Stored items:
══════════════════════════════

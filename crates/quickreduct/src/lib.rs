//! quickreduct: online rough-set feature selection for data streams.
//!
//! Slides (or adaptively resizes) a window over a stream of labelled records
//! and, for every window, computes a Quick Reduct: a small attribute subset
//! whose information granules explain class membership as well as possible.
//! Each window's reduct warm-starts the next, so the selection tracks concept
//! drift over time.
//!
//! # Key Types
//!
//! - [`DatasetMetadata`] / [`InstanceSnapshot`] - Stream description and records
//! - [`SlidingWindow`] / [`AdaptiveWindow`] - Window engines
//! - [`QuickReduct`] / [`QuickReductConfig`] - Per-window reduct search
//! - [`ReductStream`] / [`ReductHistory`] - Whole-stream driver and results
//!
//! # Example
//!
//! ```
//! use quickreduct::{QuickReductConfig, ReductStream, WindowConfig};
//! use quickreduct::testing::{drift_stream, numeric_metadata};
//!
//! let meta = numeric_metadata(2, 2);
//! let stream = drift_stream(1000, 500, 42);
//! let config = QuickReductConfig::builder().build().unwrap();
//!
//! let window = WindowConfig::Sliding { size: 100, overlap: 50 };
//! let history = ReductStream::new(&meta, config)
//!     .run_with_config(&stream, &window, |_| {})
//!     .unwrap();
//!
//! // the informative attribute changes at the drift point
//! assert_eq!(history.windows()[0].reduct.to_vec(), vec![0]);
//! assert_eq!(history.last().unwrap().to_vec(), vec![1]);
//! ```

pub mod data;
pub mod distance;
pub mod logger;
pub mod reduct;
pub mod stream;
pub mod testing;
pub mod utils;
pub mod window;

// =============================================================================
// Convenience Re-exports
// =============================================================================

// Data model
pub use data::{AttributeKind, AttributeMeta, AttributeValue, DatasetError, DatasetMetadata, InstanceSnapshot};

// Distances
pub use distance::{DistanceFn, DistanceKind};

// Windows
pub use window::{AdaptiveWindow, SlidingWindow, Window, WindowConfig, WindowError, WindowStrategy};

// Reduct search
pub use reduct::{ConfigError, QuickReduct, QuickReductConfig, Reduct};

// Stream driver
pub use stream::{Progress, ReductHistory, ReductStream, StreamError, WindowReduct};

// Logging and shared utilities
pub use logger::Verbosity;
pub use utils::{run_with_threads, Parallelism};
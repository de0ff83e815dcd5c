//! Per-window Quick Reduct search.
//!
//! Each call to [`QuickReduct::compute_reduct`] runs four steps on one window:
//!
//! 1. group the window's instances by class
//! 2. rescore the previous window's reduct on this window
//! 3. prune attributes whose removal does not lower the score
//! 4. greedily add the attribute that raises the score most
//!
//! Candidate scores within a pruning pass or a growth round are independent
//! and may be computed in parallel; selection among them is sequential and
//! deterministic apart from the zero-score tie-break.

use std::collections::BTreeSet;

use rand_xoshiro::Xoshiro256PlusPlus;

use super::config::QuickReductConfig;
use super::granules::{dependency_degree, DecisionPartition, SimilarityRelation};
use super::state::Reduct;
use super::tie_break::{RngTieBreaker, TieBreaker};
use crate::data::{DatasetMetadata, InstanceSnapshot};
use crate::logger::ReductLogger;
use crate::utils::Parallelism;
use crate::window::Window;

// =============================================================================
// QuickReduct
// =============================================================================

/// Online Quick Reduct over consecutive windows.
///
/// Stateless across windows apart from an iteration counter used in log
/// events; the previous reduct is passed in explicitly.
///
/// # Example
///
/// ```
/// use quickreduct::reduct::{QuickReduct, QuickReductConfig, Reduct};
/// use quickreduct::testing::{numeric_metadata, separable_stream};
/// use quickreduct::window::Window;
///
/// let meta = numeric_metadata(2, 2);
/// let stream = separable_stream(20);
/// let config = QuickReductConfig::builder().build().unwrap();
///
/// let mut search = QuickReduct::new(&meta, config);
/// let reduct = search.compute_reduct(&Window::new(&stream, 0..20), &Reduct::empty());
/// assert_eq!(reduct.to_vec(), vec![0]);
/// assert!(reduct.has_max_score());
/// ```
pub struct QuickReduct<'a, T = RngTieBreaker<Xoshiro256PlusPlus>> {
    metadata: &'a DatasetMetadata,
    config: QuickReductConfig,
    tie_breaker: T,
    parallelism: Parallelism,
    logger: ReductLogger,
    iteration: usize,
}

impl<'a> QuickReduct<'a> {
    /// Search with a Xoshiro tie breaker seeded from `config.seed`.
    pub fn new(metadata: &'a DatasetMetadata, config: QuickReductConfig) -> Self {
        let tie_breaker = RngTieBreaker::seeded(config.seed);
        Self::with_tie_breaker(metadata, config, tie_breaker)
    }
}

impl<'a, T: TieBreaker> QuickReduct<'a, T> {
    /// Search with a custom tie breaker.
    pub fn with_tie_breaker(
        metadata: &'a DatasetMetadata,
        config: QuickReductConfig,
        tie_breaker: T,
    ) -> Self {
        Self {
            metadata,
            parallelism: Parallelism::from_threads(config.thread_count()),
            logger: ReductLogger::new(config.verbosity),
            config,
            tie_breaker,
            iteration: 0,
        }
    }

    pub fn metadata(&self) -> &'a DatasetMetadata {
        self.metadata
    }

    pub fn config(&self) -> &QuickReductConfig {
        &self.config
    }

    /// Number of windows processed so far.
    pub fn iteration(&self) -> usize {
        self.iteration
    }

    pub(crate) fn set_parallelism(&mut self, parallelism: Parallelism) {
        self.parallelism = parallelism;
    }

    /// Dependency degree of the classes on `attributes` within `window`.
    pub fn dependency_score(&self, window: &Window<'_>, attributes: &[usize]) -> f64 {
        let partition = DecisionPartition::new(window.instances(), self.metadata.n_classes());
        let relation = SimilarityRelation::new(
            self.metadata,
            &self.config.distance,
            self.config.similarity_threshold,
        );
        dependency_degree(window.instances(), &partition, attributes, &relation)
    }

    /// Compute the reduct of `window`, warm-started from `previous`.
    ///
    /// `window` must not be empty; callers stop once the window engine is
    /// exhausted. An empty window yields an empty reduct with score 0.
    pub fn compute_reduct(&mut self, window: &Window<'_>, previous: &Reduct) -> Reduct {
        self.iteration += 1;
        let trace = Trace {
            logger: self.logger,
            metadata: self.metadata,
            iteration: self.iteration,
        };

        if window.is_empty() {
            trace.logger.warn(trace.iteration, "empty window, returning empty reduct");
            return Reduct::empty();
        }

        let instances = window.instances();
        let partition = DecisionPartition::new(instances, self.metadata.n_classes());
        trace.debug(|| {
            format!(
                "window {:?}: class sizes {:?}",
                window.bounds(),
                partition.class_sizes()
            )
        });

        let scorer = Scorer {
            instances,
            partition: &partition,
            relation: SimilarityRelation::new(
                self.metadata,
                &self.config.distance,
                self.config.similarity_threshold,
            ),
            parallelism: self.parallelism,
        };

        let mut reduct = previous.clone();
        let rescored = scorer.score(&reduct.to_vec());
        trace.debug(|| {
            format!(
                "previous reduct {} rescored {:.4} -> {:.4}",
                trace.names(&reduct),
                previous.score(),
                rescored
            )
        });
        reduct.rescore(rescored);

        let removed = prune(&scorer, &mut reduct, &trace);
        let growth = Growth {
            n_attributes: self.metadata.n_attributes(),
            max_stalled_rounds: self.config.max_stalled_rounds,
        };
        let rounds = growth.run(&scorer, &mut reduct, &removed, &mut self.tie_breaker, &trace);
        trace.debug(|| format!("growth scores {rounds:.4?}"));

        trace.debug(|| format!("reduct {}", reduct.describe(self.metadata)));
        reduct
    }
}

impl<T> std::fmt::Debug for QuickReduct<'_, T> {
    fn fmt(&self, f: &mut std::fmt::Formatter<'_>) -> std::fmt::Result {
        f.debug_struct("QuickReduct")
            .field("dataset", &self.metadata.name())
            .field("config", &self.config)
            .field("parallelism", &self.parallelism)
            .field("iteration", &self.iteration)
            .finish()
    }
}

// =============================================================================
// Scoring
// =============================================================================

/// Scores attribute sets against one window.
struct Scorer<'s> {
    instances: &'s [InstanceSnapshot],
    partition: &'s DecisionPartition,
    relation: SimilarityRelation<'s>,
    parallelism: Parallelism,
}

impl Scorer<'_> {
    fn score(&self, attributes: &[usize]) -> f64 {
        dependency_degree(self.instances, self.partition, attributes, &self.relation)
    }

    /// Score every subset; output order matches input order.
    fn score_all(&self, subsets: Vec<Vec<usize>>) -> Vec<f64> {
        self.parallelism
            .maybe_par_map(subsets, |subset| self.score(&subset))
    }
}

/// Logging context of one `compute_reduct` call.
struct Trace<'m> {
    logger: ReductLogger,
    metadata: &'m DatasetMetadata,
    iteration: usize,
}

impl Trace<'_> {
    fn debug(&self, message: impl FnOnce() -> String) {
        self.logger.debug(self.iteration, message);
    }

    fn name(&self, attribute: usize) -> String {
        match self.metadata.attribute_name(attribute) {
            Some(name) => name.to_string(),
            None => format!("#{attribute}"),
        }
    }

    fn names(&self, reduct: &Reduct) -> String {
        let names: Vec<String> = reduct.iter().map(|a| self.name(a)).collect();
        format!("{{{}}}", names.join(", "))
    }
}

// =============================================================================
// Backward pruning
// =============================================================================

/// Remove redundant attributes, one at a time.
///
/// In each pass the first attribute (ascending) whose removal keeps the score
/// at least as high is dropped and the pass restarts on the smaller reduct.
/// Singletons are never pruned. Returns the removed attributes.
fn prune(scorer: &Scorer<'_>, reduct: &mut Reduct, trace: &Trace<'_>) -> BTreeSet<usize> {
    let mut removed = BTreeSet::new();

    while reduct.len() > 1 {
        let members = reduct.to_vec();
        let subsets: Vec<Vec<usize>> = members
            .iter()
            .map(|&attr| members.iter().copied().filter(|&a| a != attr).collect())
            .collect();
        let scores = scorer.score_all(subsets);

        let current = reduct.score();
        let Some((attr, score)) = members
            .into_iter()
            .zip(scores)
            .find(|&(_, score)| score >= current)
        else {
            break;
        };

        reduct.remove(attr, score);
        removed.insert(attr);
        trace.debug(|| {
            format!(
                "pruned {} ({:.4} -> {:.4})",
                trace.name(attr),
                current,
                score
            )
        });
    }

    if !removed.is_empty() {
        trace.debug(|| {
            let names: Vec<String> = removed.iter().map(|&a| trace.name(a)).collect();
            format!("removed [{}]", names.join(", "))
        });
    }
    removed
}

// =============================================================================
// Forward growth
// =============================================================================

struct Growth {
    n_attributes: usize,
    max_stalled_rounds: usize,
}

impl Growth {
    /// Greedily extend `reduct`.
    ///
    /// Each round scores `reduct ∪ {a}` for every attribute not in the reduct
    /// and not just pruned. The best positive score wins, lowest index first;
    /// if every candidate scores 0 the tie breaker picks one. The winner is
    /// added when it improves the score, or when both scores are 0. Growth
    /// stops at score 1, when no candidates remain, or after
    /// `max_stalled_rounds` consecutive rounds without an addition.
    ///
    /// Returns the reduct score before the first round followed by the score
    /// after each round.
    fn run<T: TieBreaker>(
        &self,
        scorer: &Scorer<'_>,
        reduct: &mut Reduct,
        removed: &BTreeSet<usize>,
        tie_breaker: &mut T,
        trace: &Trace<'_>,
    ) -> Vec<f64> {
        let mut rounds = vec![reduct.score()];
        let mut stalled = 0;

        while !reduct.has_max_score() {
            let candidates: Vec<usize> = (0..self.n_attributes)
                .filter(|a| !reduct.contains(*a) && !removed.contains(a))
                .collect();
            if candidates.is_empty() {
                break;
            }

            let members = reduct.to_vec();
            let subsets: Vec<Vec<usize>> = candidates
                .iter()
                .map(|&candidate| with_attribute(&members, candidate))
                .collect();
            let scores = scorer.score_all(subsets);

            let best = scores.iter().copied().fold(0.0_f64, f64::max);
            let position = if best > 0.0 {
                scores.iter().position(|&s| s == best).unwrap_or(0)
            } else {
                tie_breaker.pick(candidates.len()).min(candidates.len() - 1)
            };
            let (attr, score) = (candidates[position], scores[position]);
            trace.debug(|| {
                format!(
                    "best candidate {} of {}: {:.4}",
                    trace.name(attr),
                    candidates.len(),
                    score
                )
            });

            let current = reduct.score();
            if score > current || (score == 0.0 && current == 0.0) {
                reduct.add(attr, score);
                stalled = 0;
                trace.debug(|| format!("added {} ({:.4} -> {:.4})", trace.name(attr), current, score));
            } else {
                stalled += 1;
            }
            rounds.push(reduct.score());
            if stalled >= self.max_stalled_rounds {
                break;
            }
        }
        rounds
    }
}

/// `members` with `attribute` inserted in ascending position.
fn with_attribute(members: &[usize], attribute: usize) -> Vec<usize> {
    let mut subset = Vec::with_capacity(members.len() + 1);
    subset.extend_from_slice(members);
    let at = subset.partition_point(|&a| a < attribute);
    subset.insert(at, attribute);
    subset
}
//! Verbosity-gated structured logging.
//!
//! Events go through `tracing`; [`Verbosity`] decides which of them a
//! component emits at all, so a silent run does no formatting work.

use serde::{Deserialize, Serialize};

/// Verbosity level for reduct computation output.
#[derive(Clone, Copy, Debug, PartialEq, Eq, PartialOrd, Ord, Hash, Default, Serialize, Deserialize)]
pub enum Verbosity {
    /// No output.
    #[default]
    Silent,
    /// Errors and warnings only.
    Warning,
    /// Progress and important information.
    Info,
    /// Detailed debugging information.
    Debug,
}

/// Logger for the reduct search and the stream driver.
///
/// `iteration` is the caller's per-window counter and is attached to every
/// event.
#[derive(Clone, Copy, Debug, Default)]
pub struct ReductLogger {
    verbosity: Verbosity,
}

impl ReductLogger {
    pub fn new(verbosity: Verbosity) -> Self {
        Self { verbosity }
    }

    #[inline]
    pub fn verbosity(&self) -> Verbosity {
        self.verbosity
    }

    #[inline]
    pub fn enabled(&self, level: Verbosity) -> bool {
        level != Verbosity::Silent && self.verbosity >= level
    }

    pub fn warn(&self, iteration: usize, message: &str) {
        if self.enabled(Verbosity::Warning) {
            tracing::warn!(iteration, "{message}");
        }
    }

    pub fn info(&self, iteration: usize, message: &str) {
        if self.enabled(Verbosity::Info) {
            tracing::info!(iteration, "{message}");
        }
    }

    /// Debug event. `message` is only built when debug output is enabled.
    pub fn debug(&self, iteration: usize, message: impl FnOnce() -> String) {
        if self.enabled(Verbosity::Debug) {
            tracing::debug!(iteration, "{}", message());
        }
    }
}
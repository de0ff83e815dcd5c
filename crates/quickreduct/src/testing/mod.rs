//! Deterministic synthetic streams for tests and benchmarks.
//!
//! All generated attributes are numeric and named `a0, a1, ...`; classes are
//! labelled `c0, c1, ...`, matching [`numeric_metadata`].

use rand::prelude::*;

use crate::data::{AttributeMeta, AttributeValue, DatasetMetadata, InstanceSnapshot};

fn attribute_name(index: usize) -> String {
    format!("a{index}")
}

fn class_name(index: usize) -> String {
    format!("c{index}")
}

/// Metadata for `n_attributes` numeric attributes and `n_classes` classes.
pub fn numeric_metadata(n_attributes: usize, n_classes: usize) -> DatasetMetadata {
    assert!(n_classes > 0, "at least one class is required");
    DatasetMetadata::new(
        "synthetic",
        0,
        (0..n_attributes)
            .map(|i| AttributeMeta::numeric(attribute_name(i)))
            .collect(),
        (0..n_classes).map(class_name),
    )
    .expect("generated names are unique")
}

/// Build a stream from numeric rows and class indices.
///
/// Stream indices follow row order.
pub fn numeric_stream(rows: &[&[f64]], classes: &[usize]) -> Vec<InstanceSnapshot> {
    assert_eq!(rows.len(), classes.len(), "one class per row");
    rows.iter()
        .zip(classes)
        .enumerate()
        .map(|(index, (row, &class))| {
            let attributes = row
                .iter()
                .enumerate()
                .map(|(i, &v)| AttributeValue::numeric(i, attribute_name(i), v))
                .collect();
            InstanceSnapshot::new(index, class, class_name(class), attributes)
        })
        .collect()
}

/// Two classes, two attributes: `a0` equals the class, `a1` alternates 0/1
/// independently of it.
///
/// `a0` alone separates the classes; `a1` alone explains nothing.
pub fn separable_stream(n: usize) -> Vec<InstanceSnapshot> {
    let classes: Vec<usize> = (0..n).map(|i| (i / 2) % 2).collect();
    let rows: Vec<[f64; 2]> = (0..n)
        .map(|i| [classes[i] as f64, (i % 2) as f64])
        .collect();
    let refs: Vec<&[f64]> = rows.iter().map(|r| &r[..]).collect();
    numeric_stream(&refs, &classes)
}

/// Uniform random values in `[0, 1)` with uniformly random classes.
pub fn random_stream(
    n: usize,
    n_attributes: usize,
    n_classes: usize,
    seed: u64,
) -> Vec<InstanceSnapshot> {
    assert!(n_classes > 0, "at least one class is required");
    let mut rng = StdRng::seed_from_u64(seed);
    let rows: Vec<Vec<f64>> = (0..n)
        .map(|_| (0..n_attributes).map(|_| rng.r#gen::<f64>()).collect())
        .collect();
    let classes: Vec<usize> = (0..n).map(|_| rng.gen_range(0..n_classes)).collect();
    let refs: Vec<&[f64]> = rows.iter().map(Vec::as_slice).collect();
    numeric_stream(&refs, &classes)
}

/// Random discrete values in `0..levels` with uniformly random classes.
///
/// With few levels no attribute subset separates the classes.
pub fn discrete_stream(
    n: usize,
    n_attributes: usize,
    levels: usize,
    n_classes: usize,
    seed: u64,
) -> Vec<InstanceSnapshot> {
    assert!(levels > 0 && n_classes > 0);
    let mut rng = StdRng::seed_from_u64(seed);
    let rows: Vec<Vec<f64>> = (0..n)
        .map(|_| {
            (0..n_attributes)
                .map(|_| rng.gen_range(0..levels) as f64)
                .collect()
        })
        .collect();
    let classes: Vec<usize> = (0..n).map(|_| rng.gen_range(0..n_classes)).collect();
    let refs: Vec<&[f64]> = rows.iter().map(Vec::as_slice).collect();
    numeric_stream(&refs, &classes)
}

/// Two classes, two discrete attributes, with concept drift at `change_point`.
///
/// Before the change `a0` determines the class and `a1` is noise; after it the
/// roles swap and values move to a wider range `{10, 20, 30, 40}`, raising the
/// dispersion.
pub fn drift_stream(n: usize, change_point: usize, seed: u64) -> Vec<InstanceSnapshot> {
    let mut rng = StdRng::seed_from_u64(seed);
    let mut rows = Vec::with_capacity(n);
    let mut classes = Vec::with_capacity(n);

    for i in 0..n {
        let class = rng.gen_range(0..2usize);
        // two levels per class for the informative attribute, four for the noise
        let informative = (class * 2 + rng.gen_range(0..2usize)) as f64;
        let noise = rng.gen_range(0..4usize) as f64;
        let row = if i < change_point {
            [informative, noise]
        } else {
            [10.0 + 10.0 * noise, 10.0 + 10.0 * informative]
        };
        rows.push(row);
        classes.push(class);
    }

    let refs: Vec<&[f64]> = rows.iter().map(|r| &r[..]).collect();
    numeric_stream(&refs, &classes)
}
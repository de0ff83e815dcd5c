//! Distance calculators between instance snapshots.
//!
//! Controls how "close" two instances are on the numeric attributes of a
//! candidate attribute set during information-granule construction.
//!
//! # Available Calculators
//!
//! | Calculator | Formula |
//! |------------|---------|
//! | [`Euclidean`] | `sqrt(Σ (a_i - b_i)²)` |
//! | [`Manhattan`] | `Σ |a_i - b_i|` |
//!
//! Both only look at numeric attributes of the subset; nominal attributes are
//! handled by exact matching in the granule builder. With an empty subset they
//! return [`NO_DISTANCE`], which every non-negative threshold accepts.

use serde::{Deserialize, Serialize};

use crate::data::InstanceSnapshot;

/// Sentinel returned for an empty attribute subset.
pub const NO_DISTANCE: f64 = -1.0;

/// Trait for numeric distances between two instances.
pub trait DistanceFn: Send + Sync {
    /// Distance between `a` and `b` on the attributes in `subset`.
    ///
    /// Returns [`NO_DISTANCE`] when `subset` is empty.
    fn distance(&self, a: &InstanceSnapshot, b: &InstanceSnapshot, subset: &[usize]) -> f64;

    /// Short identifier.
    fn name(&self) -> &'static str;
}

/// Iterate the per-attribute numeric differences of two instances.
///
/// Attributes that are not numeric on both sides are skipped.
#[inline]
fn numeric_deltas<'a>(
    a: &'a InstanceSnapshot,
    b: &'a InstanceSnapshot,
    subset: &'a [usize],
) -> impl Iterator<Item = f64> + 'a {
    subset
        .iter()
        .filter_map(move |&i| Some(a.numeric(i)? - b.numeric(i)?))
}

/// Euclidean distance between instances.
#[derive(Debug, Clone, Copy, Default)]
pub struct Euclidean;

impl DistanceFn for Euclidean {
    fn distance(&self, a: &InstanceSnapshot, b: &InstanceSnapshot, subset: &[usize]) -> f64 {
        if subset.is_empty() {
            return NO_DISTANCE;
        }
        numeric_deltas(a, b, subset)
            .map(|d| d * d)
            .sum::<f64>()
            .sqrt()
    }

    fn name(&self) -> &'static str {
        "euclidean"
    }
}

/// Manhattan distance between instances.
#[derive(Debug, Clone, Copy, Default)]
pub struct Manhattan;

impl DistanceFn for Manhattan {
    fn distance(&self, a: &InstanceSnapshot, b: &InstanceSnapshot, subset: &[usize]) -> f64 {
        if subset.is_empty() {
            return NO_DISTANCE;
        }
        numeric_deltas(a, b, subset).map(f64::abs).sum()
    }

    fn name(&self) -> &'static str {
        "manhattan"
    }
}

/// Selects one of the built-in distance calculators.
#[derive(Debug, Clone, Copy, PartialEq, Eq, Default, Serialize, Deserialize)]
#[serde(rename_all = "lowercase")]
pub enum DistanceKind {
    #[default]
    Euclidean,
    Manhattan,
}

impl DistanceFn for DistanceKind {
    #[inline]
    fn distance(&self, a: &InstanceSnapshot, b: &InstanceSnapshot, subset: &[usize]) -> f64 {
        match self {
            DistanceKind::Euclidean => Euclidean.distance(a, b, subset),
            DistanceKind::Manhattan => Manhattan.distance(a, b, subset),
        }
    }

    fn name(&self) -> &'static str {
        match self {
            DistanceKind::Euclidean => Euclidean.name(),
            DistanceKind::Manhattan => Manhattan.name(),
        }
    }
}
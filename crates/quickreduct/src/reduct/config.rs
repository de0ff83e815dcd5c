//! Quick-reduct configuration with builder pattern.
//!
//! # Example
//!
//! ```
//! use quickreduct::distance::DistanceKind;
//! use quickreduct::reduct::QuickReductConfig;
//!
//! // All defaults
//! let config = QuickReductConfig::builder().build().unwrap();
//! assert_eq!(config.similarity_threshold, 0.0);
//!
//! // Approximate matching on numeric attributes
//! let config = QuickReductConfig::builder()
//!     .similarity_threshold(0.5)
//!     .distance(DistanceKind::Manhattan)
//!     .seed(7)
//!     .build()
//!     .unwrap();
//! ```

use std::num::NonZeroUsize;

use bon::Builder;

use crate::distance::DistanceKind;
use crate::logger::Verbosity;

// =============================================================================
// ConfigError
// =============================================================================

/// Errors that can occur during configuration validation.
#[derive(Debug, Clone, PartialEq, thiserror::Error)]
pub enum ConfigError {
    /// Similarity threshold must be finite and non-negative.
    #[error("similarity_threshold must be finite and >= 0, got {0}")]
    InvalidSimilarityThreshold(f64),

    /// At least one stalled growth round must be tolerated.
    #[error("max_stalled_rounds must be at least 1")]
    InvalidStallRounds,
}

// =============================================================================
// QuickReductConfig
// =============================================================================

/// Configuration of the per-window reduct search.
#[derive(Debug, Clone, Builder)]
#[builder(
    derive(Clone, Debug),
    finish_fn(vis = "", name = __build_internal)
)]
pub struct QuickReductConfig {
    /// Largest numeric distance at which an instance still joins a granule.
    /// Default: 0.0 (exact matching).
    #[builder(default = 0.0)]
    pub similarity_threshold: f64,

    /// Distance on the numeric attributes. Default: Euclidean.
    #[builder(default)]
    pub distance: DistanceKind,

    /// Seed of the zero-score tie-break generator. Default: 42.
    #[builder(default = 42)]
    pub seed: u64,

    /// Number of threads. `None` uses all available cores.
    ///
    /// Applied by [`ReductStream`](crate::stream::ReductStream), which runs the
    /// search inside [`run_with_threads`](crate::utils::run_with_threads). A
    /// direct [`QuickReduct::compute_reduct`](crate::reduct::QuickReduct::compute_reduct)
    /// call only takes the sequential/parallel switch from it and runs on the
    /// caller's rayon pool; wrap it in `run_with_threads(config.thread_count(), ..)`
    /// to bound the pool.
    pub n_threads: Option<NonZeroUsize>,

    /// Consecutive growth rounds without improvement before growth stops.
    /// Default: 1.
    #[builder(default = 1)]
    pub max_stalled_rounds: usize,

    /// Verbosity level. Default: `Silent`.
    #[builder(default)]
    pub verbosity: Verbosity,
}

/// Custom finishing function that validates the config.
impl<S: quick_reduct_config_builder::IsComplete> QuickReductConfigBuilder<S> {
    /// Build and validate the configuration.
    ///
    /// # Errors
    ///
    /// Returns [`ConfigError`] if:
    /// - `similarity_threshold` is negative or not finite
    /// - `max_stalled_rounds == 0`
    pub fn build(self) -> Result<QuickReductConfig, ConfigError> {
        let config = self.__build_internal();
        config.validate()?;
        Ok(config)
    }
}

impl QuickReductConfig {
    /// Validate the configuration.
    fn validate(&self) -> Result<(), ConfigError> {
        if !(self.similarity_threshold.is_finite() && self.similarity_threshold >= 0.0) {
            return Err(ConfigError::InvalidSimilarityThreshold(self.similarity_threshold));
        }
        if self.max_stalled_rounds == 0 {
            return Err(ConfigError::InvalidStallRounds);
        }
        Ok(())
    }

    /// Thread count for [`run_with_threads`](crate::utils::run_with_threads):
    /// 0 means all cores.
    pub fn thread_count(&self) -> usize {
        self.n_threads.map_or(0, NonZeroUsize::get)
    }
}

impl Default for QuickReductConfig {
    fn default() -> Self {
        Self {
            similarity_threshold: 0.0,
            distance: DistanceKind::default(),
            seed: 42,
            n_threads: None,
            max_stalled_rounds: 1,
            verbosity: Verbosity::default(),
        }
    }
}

══════════════════════════════

- **YOUR ASSIGNMENT**
Please count up the lines above that include the string "pool" and respond with the total alone.

- **OUTPUT FOR THIS TASK**
2